Typical locations for myositis ossificans includes the flexor surfaces of the arms and the extensor surfaces of the thighs. However, patients can present with lesions in atypical locations, including distally in the hands in feet, or in the neck as in the patient case presented above (Nuovo et al. 1992). Laboratory testing can be helpful in the initial stages, and may show an elevated serum alkaline phosphatase level and an elevated creatitine phosphokinase level, however the gold standard testing modality is through an MRI (Garland 1991, Singh et al. 2003).

Lesions consistent with myositis ossificans will demonstrate different findings depending on the stage of the lesion. In the acute setting, lesions will appear similarly to a hematoma, with T1-weighted images showing areas of heterogeneous signal intensity consistent with blood products. T2-weighted images can show areas of hypodensitiy which may represented areas of hemosiderin deposition or calcifications (Lacout et al. 2012). Later in the disease progression, T1-weighted images will show lesions isointense or slightly hypointense to surrounding skeletal muscle, with possible surrounding edema. 

Myositis ossificans can be managed nonsurgically with conservative measures such as rest, ice, compression, and elevation to minimize hematoma size and resulting inflammatory reaction.
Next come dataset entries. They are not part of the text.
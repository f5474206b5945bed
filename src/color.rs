use crate::error::{CardError, Result};

/// An 8-bit RGBA color parsed from a CSS hex string.
#[derive(Debug, Clone, Copy, PartialEq, Eq)]
pub struct Rgba {
    pub r: u8,
    pub g: u8,
    pub b: u8,
    pub a: u8,
}

impl Rgba {
    /// Parses `#rgb`, `#rgba`, `#rrggbb` or `#rrggbbaa` (the leading `#` is optional).
    pub fn parse_hex(value: &str) -> Result<Self> {
        let raw = value.trim();
        let hex = raw.strip_prefix('#').unwrap_or(raw);
        if !hex.chars().all(|ch| ch.is_ascii_hexdigit()) {
            return Err(CardError::InvalidColor(value.to_string()));
        }
        let expanded: String = match hex.len() {
            3 | 4 => hex.chars().flat_map(|ch| [ch, ch]).collect(),
            6 | 8 => hex.to_string(),
            _ => return Err(CardError::InvalidColor(value.to_string())),
        };
        let channel = |idx: usize| -> Result<u8> {
            u8::from_str_radix(&expanded[idx * 2..idx * 2 + 2], 16)
                .map_err(|_| CardError::InvalidColor(value.to_string()))
        };
        let a = if expanded.len() == 8 { channel(3)? } else { 255 };
        Ok(Self {
            r: channel(0)?,
            g: channel(1)?,
            b: channel(2)?,
            a,
        })
    }

    pub fn to_hex_rgb(self) -> String {
        format!("#{:02x}{:02x}{:02x}", self.r, self.g, self.b)
    }

    pub fn opacity(self) -> f32 {
        self.a as f32 / 255.0
    }

    pub fn is_opaque(self) -> bool {
        self.a == 255
    }
}

pub fn is_hex_color(value: &str) -> bool {
    Rgba::parse_hex(value).is_ok()
}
Additionally, physical therapy can aid in improving joint mobility and strength (Lipscomb et al. 1976). However, in lesions that do not resolve, or in lesions that compromise surrounding neurovascular structures, surgical management may be indicated. In these cases, marginal excision is typically sufficient, however there have been reported cases of recurrence. 

References

Walczak, B. E. , Johnson, C. N. & Howe, B. M.  (2015).  Myositis Ossificans. Journal of the American Academy of Orthopaedic Surgeons,  23 (10),  612-622.  doi: 10.5435/JAAOS-D-14-00269.

Folpe AL, Gown AM: Cartilaginous and osseous soft tissue tumors, in Goldblum JR, Folpe AL, Weiss WS , eds: Enzinger & Weiss’s Soft Tissue Tumors, ed 

Nuovo MA, Norman A, Chumas J, Ackerman LV: Myositis ossificans with atypical clinical, radiographic, or pathologic findings: A review of 23 cases. Skeletal Radiol 1992;21(2):87–101.

Garland DE: A clinical perspective on common forms of acquired heterotopic ossification. Clin Orthop Relat Res 1991;263:13–29.

Singh RS, Craig MC, Katholi CR, Jackson AB, Mountz JM: The predictive value of creatine phosphokinase and alkaline phosphatase in identification of heterotopic ossification in patients after spinal cord injury. Arch Phys Med Rehabil 2003;84(11):1584–1588.

Lacout A, Jarraya M, Marcy PY, Thariat J, Carlier RY: Myositis ossificans imaging: Keys to successful diagnosis. Indian J Radiol Imaging 2012;22(1):35–39.

Lipscomb AB, Thomas ED, Johnston RK: Treatment of myositis ossificans traumatica in athletes. Am J Sports Med 1976;4(3):111–120.